Directions
Nothing but the lines from the one containing "a handle name" to the end of the data should be returned, each exactly as written.

Records provided
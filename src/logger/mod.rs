//! Logger module
//!
//! Provides logging utilities for the router including:
//! - Server lifecycle logging
//! - Access logging with multiple formats
//! - Dispatch, telemetry and error logging
//! - File-based logging support

mod format;
pub mod writer;

pub use format::AccessLogEntry;
pub use writer::Level;

use crate::config::Config;
use std::net::SocketAddr;

/// Initialize the logger with configuration
///
/// Should be called once at application startup.
pub fn init(config: &Config) -> std::io::Result<()> {
    writer::init(
        &config.logging.level,
        config.logging.access_log_file.as_deref(),
        config.logging.error_log_file.as_deref(),
    )
}

/// Write to info/access log
fn write_info(level: Level, message: &str) {
    match writer::get() {
        Some(w) => w.write_info(level, message),
        None => println!("{message}"),
    }
}

/// Write to error log
fn write_error(level: Level, message: &str) {
    match writer::get() {
        Some(w) => w.write_error(level, message),
        None => eprintln!("{message}"),
    }
}

/// Write to access log specifically
fn write_access(message: &str) {
    match writer::get() {
        Some(w) => w.write_access(message),
        None => println!("{message}"),
    }
}

pub fn log_server_start(addr: &SocketAddr, config: &Config, handles: usize, nodes: usize) {
    write_info(Level::Info, "======================================");
    write_info(Level::Info, "Model router started successfully");
    write_info(Level::Info, &format!("Listening on: http://{addr}"));
    write_info(Level::Info, &format!("Log level: {}", config.logging.level));
    if let Some(workers) = config.server.workers {
        write_info(Level::Info, &format!("Worker threads: {workers}"));
    }
    write_info(
        Level::Info,
        &format!("Remote handles: {handles}, public nodes: {nodes}"),
    );
    write_info(
        Level::Info,
        &format!("Worker base URL: {}", config.workers.base_url),
    );
    match config.telemetry.endpoint {
        Some(ref endpoint) => write_info(Level::Info, &format!("Telemetry: {endpoint}")),
        None => write_info(Level::Info, "Telemetry: error log"),
    }
    if let Some(ref path) = config.logging.access_log_file {
        write_info(Level::Info, &format!("Access log: {path}"));
    }
    if let Some(ref path) = config.logging.error_log_file {
        write_info(Level::Info, &format!("Error log: {path}"));
    }
    write_info(Level::Info, "======================================\n");
}

pub fn log_config(message: &str) {
    write_info(Level::Info, &format!("[CONFIG] {message}"));
}

pub fn log_connection_accepted(peer_addr: &SocketAddr) {
    write_info(Level::Debug, &format!("[Connection] Accepted from: {peer_addr}"));
}

pub fn log_connection_error(err: &impl std::fmt::Debug) {
    write_error(
        Level::Error,
        &format!("[ERROR] Failed to serve connection: {err:?}"),
    );
}

pub fn log_error(message: &str) {
    write_error(Level::Error, &format!("[ERROR] {message}"));
}

pub fn log_warning(message: &str) {
    write_error(Level::Warn, &format!("[WARN] {message}"));
}

pub fn log_debug(message: &str) {
    write_info(Level::Debug, &format!("[DEBUG] {message}"));
}

/// Log which handler a model id resolved to
pub fn log_dispatch(model_id: &str, target: &str) {
    write_info(Level::Debug, &format!("[Dispatch] {model_id} -> {target}"));
}

/// Log a handler failure with its full detail (never sent to the caller)
pub fn log_handler_fault(model_id: &str, detail: &str) {
    write_error(
        Level::Error,
        &format!("[Handler] {model_id} failed: {detail}"),
    );
}

/// Log an error report that had no remote collector
pub fn log_telemetry_report(report: &str) {
    write_error(Level::Warn, &format!("[Telemetry] {report}"));
}

pub fn log_telemetry_failure(message: &str) {
    write_error(
        Level::Warn,
        &format!("[Telemetry] Failed to deliver report: {message}"),
    );
}

/// Log formatted access log entry
pub fn log_access(entry: &AccessLogEntry, format: &str) {
    write_access(&entry.format(format));
}

pub fn log_shutdown(active_connections: usize) {
    write_info(
        Level::Info,
        &format!("[Shutdown] Listener closed, {active_connections} connection(s) still active"),
    );
}
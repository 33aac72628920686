//! HTTP response building module
//!
//! Builders for the responses the router sends, decoupled from routing logic.

use http_body_util::Full;
use hyper::body::Bytes;
use hyper::{Response, StatusCode};
use serde_json::Value;

use crate::error::ErrorOut;

/// Build JSON response
pub fn build_json_response(status: StatusCode, body: &Value) -> Response<Full<Bytes>> {
    let json = serde_json::to_vec(body).unwrap_or_else(|e| {
        log_build_error("JSON", &e);
        ErrorOut::unexpected().to_value().to_string().into_bytes()
    });

    Response::builder()
        .status(status)
        .header("Content-Type", "application/json")
        .header("Content-Length", json.len())
        .body(Full::new(Bytes::from(json)))
        .unwrap_or_else(|e| {
            log_build_error(status.as_str(), &e);
            Response::new(Full::new(Bytes::new()))
        })
}

/// Build `{"type": ..., "message": ...}` error response
pub fn build_error_response(status: StatusCode, error: &ErrorOut) -> Response<Full<Bytes>> {
    build_json_response(status, &error.to_value())
}

/// Build raw image response
pub fn build_image_response(content_type: &str, bytes: Bytes) -> Response<Full<Bytes>> {
    Response::builder()
        .status(StatusCode::OK)
        .header("Content-Type", content_type)
        .header("Content-Length", bytes.len())
        .body(Full::new(bytes))
        .unwrap_or_else(|e| {
            log_build_error("image", &e);
            Response::new(Full::new(Bytes::new()))
        })
}

/// Build 405 Method Not Allowed response
pub fn build_405_response() -> Response<Full<Bytes>> {
    let mut response = build_error_response(
        StatusCode::METHOD_NOT_ALLOWED,
        &ErrorOut::invalid_request("Method not allowed"),
    );
    response.headers_mut().insert(
        "Allow",
        hyper::header::HeaderValue::from_static("POST, OPTIONS"),
    );
    response
}

/// Build 413 Payload Too Large response
pub fn build_413_response(max_body_size: u64) -> Response<Full<Bytes>> {
    build_error_response(
        StatusCode::PAYLOAD_TOO_LARGE,
        &ErrorOut::invalid_request(format!(
            "Request body exceeds {max_body_size} bytes"
        )),
    )
}

/// Build OPTIONS response (preflight request)
pub fn build_options_response(enable_cors: bool) -> Response<Full<Bytes>> {
    let mut builder = Response::builder()
        .status(StatusCode::NO_CONTENT)
        .header("Allow", "POST, OPTIONS");

    if enable_cors {
        builder = builder
            .header("Access-Control-Allow-Origin", "*")
            .header("Access-Control-Allow-Methods", "POST, OPTIONS")
            .header(
                "Access-Control-Allow-Headers",
                "Content-Type, Accept, X-Model-Id, X-Substrate-Version",
            )
            .header("Access-Control-Max-Age", "86400");
    }

    builder.body(Full::new(Bytes::new())).unwrap_or_else(|e| {
        log_build_error("OPTIONS", &e);
        Response::new(Full::new(Bytes::new()))
    })
}

/// Build health check response
pub fn build_health_response(status: &str) -> Response<Full<Bytes>> {
    build_json_response(StatusCode::OK, &serde_json::json!({ "status": status }))
}

/// Drop the body of a built response, keeping status and headers (HEAD)
pub fn without_body(response: Response<Full<Bytes>>) -> Response<Full<Bytes>> {
    let (parts, _) = response.into_parts();
    Response::from_parts(parts, Full::new(Bytes::new()))
}

/// Log response build error
fn log_build_error(kind: &str, error: &dyn std::fmt::Display) {
    crate::logger::log_error(&format!("Failed to build {kind} response: {error}"));
}
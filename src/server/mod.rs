// Server module entry point
// Listener setup, connection handling, the accept loop and signal handling

pub mod connection;
pub mod listener;
pub mod signal;

// `loop` is a keyword, so the module is exposed as server_loop
#[path = "loop.rs"]
pub mod server_loop;

pub use listener::create_reusable_listener;
pub use server_loop::start_server_loop;
pub use signal::{start_signal_handler, SignalHandler};
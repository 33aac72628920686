//! Request handler module
//!
//! Adapts HTTP requests to the model router and its responses back to HTTP.

pub mod router;

// Re-export main entry point
pub use router::handle_request;
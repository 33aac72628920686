//! Error types shared by the router, remote dispatch and public nodes

use serde::{Deserialize, Serialize};
use serde_json::Value;
use thiserror::Error;

/// Failure while calling a remote worker (or the telemetry collector)
#[derive(Debug, Error)]
pub enum DispatchError {
    #[error("invalid endpoint '{endpoint}': {detail}")]
    InvalidEndpoint { endpoint: String, detail: String },

    #[error("transport error calling {target}: {detail}")]
    Transport { target: String, detail: String },

    #[error("{target} returned HTTP {status}: {body}")]
    Status {
        target: String,
        status: u16,
        body: String,
    },

    #[error("{target} timed out after {secs}s")]
    Timeout { target: String, secs: u64 },

    #[error("{target} returned an invalid payload: {detail}")]
    InvalidResponse { target: String, detail: String },
}

/// Failure inside a public node
#[derive(Debug, Error)]
pub enum NodeError {
    #[error(transparent)]
    Dispatch(#[from] DispatchError),

    #[error("unexpected output from {handle}: {detail}")]
    UnexpectedOutput {
        handle: &'static str,
        detail: String,
    },
}

/// Any failure raised while invoking a resolved handler
#[derive(Debug, Error)]
pub enum HandlerError {
    #[error(transparent)]
    Dispatch(#[from] DispatchError),

    #[error(transparent)]
    Node(#[from] NodeError),
}

/// Caller-visible error object: `{"type": ..., "message": ...}`
#[derive(Debug, Clone, PartialEq, Eq, Serialize, Deserialize)]
pub struct ErrorOut {
    #[serde(rename = "type")]
    pub kind: String,
    pub message: String,
}

impl ErrorOut {
    pub fn api_error(message: impl Into<String>) -> Self {
        Self {
            kind: "api_error".to_string(),
            message: message.into(),
        }
    }

    pub fn invalid_request(message: impl Into<String>) -> Self {
        Self {
            kind: "invalid_request_error".to_string(),
            message: message.into(),
        }
    }

    /// Generic message used whenever internals must not leak
    pub fn unexpected() -> Self {
        Self::api_error("Unexpected error")
    }

    pub fn to_value(&self) -> Value {
        serde_json::json!({ "type": self.kind, "message": self.message })
    }

    /// Wrap as a handler result flagged as an application-level error
    pub fn into_result(self) -> Value {
        serde_json::json!({ "error": self.to_value() })
    }
}

/// Whether a handler result is an application-level error
pub fn is_error_result(result: &Value) -> bool {
    result.as_object().is_some_and(|obj| obj.contains_key("error"))
}
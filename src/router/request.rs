//! Inbound request model
//!
//! A `ModelRequest` is built once per HTTP call and never mutated afterwards.

use hyper::header::{HeaderMap, ACCEPT};
use serde::Serialize;
use serde_json::{Map, Value};

/// Header selecting the handler
pub const MODEL_ID_HEADER: &str = "x-model-id";
/// Optional header used by the legacy image family's input negotiation
pub const VERSION_HEADER: &str = "x-substrate-version";

/// Decoded request: body arguments plus the headers the router consumes
#[derive(Debug, Clone, Default)]
pub struct ModelRequest {
    pub args: Map<String, Value>,
    pub accept: Option<String>,
    pub model_id: Option<String>,
    pub version: Option<String>,
}

impl ModelRequest {
    #[cfg(test)]
    pub fn new(args: Map<String, Value>) -> Self {
        Self {
            args,
            ..Self::default()
        }
    }

    /// Build from a decoded body and the raw request headers
    pub fn from_headers(args: Map<String, Value>, headers: &HeaderMap) -> Self {
        let header = |name: &str| {
            headers
                .get(name)
                .and_then(|v| v.to_str().ok())
                .map(str::trim)
                .filter(|v| !v.is_empty())
                .map(ToString::to_string)
        };

        Self {
            args,
            accept: header(ACCEPT.as_str()),
            model_id: header(MODEL_ID_HEADER),
            version: header(VERSION_HEADER),
        }
    }

    #[cfg(test)]
    #[must_use]
    pub fn with_model_id(mut self, model_id: &str) -> Self {
        self.model_id = Some(model_id.to_string());
        self
    }

    #[cfg(test)]
    #[must_use]
    pub fn with_accept(mut self, accept: &str) -> Self {
        self.accept = Some(accept.to_string());
        self
    }

    #[cfg(test)]
    #[must_use]
    pub fn with_version(mut self, version: &str) -> Self {
        self.version = Some(version.to_string());
        self
    }

    /// Request-scoped context handed to the resolved handler
    pub fn context(&self, model_id: &str) -> RequestContext {
        RequestContext {
            model_id: model_id.to_string(),
            version: self.version.clone(),
            accept: self.accept.clone(),
        }
    }
}

/// Metadata visible to handlers
#[derive(Debug, Clone, PartialEq, Eq, Serialize)]
pub struct RequestContext {
    pub model_id: String,
    #[serde(skip_serializing_if = "Option::is_none")]
    pub version: Option<String>,
    #[serde(skip_serializing_if = "Option::is_none")]
    pub accept: Option<String>,
}
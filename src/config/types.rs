// Configuration types module
// Defines all configuration-related data structures

use serde::{Deserialize, Serialize};
use std::collections::HashMap;

/// Main configuration structure
#[derive(Debug, Deserialize, Clone)]
pub struct Config {
    pub server: ServerConfig,
    pub logging: LoggingConfig,
    pub performance: PerformanceConfig,
    pub http: HttpConfig,
    pub workers: WorkersConfig,
    #[serde(default)]
    pub telemetry: TelemetryConfig,
}

/// Server configuration
#[derive(Debug, Deserialize, Clone)]
pub struct ServerConfig {
    pub host: String,
    pub port: u16,
    pub workers: Option<usize>,
}

/// Logging configuration
#[derive(Debug, Deserialize, Serialize, Clone)]
pub struct LoggingConfig {
    /// Minimum level written to the logs (error, warn, info, debug)
    pub level: String,
    pub access_log: bool,
    /// Access log format (combined, common, json, or custom pattern)
    #[serde(default = "default_access_log_format")]
    pub access_log_format: String,
    /// Access log file path (optional, stdout if not set)
    #[serde(default)]
    pub access_log_file: Option<String>,
    /// Error log file path (optional, stderr if not set)
    #[serde(default)]
    pub error_log_file: Option<String>,
}

#[allow(clippy::missing_const_for_fn)]
fn default_access_log_format() -> String {
    "combined".to_string()
}

/// Performance configuration
#[derive(Debug, Deserialize, Clone)]
pub struct PerformanceConfig {
    pub keep_alive_timeout: u64,
    pub read_timeout: u64,
    pub write_timeout: u64,
    pub max_connections: Option<u64>,
}

/// HTTP configuration
#[derive(Debug, Deserialize, Serialize, Clone)]
pub struct HttpConfig {
    pub server_name: String,
    pub enable_cors: bool,
    pub max_body_size: u64,
    /// Health check configuration
    #[serde(default)]
    pub health: HealthConfig,
}

/// Health check configuration
#[derive(Debug, Deserialize, Serialize, Clone)]
pub struct HealthConfig {
    /// Enable health check endpoints
    #[serde(default = "default_health_enabled")]
    pub enabled: bool,
    /// Liveness probe path (default: /healthz)
    #[serde(default = "default_healthz_path")]
    pub liveness_path: String,
    /// Readiness probe path (default: /readyz)
    #[serde(default = "default_readyz_path")]
    pub readiness_path: String,
}

#[allow(clippy::missing_const_for_fn)]
fn default_health_enabled() -> bool {
    true
}

#[allow(clippy::missing_const_for_fn)]
fn default_healthz_path() -> String {
    "/healthz".to_string()
}

#[allow(clippy::missing_const_for_fn)]
fn default_readyz_path() -> String {
    "/readyz".to_string()
}

impl Default for HealthConfig {
    fn default() -> Self {
        Self {
            enabled: default_health_enabled(),
            liveness_path: default_healthz_path(),
            readiness_path: default_readyz_path(),
        }
    }
}

/// Remote worker configuration
///
/// Every remote handle is reachable at `{base_url}/{handle}` unless an
/// explicit endpoint is listed under `endpoints`.
#[derive(Debug, Deserialize, Serialize, Clone)]
pub struct WorkersConfig {
    pub base_url: String,
    pub timeout_secs: u64,
    /// Per-handle endpoint overrides, keyed by handle name
    #[serde(default)]
    pub endpoints: HashMap<String, String>,
}

impl WorkersConfig {
    /// Resolve the endpoint URL for a handle name
    pub fn endpoint_for(&self, handle: &str) -> String {
        self.endpoints.get(handle).cloned().unwrap_or_else(|| {
            format!("{}/{handle}", self.base_url.trim_end_matches('/'))
        })
    }
}

/// Telemetry configuration
#[derive(Debug, Deserialize, Serialize, Clone, Default)]
pub struct TelemetryConfig {
    /// Collector URL; error reports go to the error log when unset
    #[serde(default)]
    pub endpoint: Option<String>,
}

Expected answer
    /// Resolve the endpoint URL for a handle name
    pub fn endpoint_for(&self, handle: &str) -> String {
        self.endpoints.get(handle).cloned().unwrap_or_else(|| {
            format!("{}/{handle}", self.base_url.trim_end_matches('/'))
        })
    }
}

/// Telemetry configuration
#[derive(Debug, Deserialize, Serialize, Clone, Default)]
pub struct TelemetryConfig {
    /// Collector URL; error reports go to the error log when unset
    #[serde(default)]
    pub endpoint: Option<String>,
}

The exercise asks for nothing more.